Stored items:
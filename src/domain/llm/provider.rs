use async_trait::async_trait;
use futures::Stream;
use std::fmt::Debug;
use std::pin::Pin;

use super::{ChatRequest, ChatResponse, ModelInfo};
use crate::domain::DomainError;

/// Stream of generated text fragments
pub type ChatStream = Pin<Box<dyn Stream<Item = Result<String, DomainError>> + Send>>;

/// Trait for chat backends (a local model-serving daemon in production)
#[async_trait]
pub trait ChatProvider: Send + Sync + Debug {
    /// Send a chat completion request
    async fn chat(&self, model: &str, request: ChatRequest) -> Result<ChatResponse, DomainError>;

    /// Send a streaming chat completion request
    async fn chat_stream(
        &self,
        model: &str,
        request: ChatRequest,
    ) -> Result<ChatStream, DomainError>;

    /// List models installed on the backend
    async fn list_models(&self) -> Result<Vec<ModelInfo>, DomainError>;

    /// Check whether the backend answers at all
    async fn health_check(&self) -> bool {
        self.list_models().await.is_ok()
    }

    /// Get the provider name
    fn provider_name(&self) -> &'static str;
}

#[cfg(test)]
pub mod mock {
    use super::*;
    use crate::domain::llm::Message;
    use futures::stream;
    use std::sync::Mutex;

    #[derive(Debug)]
    pub struct MockChatProvider {
        response: Option<String>,
        error: Option<String>,
        models: Vec<String>,
        requests: Mutex<Vec<ChatRequest>>,
    }

    impl MockChatProvider {
        pub fn new() -> Self {
            Self {
                response: None,
                error: None,
                models: vec!["mock-model".to_string()],
                requests: Mutex::new(Vec::new()),
            }
        }

        pub fn with_response(mut self, response: impl Into<String>) -> Self {
            self.response = Some(response.into());
            self
        }

        pub fn with_error(mut self, error: impl Into<String>) -> Self {
            self.error = Some(error.into());
            self
        }

        /// Requests received so far
        pub fn requests(&self) -> Vec<ChatRequest> {
            self.requests.lock().unwrap().clone()
        }
    }

    impl Default for MockChatProvider {
        fn default() -> Self {
            Self::new()
        }
    }

    #[async_trait]
    impl ChatProvider for MockChatProvider {
        async fn chat(
            &self,
            model: &str,
            request: ChatRequest,
        ) -> Result<ChatResponse, DomainError> {
            self.requests.lock().unwrap().push(request);

            if let Some(ref error) = self.error {
                return Err(DomainError::provider("mock", error));
            }

            let content = self
                .response
                .clone()
                .ok_or_else(|| DomainError::provider("mock", "No mock response configured"))?;

            Ok(ChatResponse::new(model, Message::assistant(content)))
        }

        async fn chat_stream(
            &self,
            model: &str,
            request: ChatRequest,
        ) -> Result<ChatStream, DomainError> {
            let response = self.chat(model, request).await?;

            let fragments: Vec<Result<String, DomainError>> = response
                .content()
                .split_inclusive(' ')
                .map(|word| Ok(word.to_string()))
                .collect();

            Ok(Box::pin(stream::iter(fragments)))
        }

        async fn list_models(&self) -> Result<Vec<ModelInfo>, DomainError> {
            if let Some(ref error) = self.error {
                return Err(DomainError::provider("mock", error));
            }

            Ok(self
                .models
                .iter()
                .map(|name| ModelInfo {
                    name: name.clone(),
                    size: None,
                    modified_at: None,
                })
                .collect())
        }

        fn provider_name(&self) -> &'static str {
            "mock"
        }
    }
}

#[cfg(test)]
mod tests {
    use super::mock::MockChatProvider;
    use super::*;
    use crate::domain::llm::Message;
    use futures::StreamExt;

    #[tokio::test]
    async fn test_mock_stream_reassembles_response() {
        let provider = MockChatProvider::new().with_response("one two three");
        let request = ChatRequest::new(vec![Message::user("count")]);

        let mut stream = provider.chat_stream("m", request).await.unwrap();
        let mut text = String::new();
        while let Some(fragment) = stream.next().await {
            text.push_str(&fragment.unwrap());
        }

        assert_eq!(text, "one two three");
        assert_eq!(provider.requests().len(), 1);
    }

    #[tokio::test]
    async fn test_default_health_check_follows_list_models() {
        assert!(MockChatProvider::new().health_check().await);
        assert!(!MockChatProvider::new().with_error("down").health_check().await);
    }
}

» What is required: Set down every entry again, exactly as written.

» Response for this exercise:
filename src/domain/llm/provider.rs
use async_trait::async_trait;
use futures::Stream;
use std::fmt::Debug;
use std::pin::Pin;

use super::{ChatRequest, ChatResponse, ModelInfo};
use crate::domain::DomainError;

/// Stream of generated text fragments
pub type ChatStream = Pin<Box<dyn Stream<Item = Result<String, DomainError>> + Send>>;

/// Trait for chat backends (a local model-serving daemon in production)
#[async_trait]
pub trait ChatProvider: Send + Sync + Debug {
    /// Send a chat completion request
    async fn chat(&self, model: &str, request: ChatRequest) -> Result<ChatResponse, DomainError>;

    /// Send a streaming chat completion request
    async fn chat_stream(
        &self,
        model: &str,
        request: ChatRequest,
    ) -> Result<ChatStream, DomainError>;

    /// List models installed on the backend
    async fn list_models(&self) -> Result<Vec<ModelInfo>, DomainError>;

    /// Check whether the backend answers at all
    async fn health_check(&self) -> bool {
        self.list_models().await.is_ok()
    }

    /// Get the provider name
    fn provider_name(&self) -> &'static str;
}

#[cfg(test)]
pub mod mock {
    use super::*;
    use crate::domain::llm::Message;
    use futures::stream;
    use std::sync::Mutex;

    #[derive(Debug)]
    pub struct MockChatProvider {
        response: Option<String>,
        error: Option<String>,
        models: Vec<String>,
        requests: Mutex<Vec<ChatRequest>>,
    }

    impl MockChatProvider {
        pub fn new() -> Self {
            Self {
                response: None,
                error: None,
                models: vec!["mock-model".to_string()],
                requests: Mutex::new(Vec::new()),
            }
        }

        pub fn with_response(mut self, response: impl Into<String>) -> Self {
            self.response = Some(response.into());
            self
        }

        pub fn with_error(mut self, error: impl Into<String>) -> Self {
            self.error = Some(error.into());
            self
        }

        /// Requests received so far
        pub fn requests(&self) -> Vec<ChatRequest> {
            self.requests.lock().unwrap().clone()
        }
    }

    impl Default for MockChatProvider {
        fn default() -> Self {
            Self::new()
        }
    }

    #[async_trait]
    impl ChatProvider for MockChatProvider {
        async fn chat(
            &self,
            model: &str,
            request: ChatRequest,
        ) -> Result<ChatResponse, DomainError> {
            self.requests.lock().unwrap().push(request);

            if let Some(ref error) = self.error {
                return Err(DomainError::provider("mock", error));
            }

            let content = self
                .response
                .clone()
                .ok_or_else(|| DomainError::provider("mock", "No mock response configured"))?;

            Ok(ChatResponse::new(model, Message::assistant(content)))
        }

        async fn chat_stream(
            &self,
            model: &str,
            request: ChatRequest,
        ) -> Result<ChatStream, DomainError> {
            let response = self.chat(model, request).await?;

            let fragments: Vec<Result<String, DomainError>> = response
                .content()
                .split_inclusive(' ')
                .map(|word| Ok(word.to_string()))
                .collect();

            Ok(Box::pin(stream::iter(fragments)))
        }

        async fn list_models(&self) -> Result<Vec<ModelInfo>, DomainError> {
            if let Some(ref error) = self.error {
                return Err(DomainError::provider("mock", error));
            }

            Ok(self
                .models
                .iter()
                .map(|name| ModelInfo {
                    name: name.clone(),
                    size: None,
                    modified_at: None,
                })
                .collect())
        }

        fn provider_name(&self) -> &'static str {
            "mock"
        }
    }
}

#[cfg(test)]
mod tests {
    use super::mock::MockChatProvider;
    use super::*;
    use crate::domain::llm::Message;
    use futures::StreamExt;

    #[tokio::test]
    async fn test_mock_stream_reassembles_response() {
        let provider = MockChatProvider::new().with_response("one two three");
        let request = ChatRequest::new(vec![Message::user("count")]);

        let mut stream = provider.chat_stream("m", request).await.unwrap();
        let mut text = String::new();
        while let Some(fragment) = stream.next().await {
            text.push_str(&fragment.unwrap());
        }

        assert_eq!(text, "one two three");
        assert_eq!(provider.requests().len(), 1);
    }

    #[tokio::test]
    async fn test_default_health_check_follows_list_models() {
        assert!(MockChatProvider::new().health_check().await);
        assert!(!MockChatProvider::new().with_error("down").health_check().await);
    }
}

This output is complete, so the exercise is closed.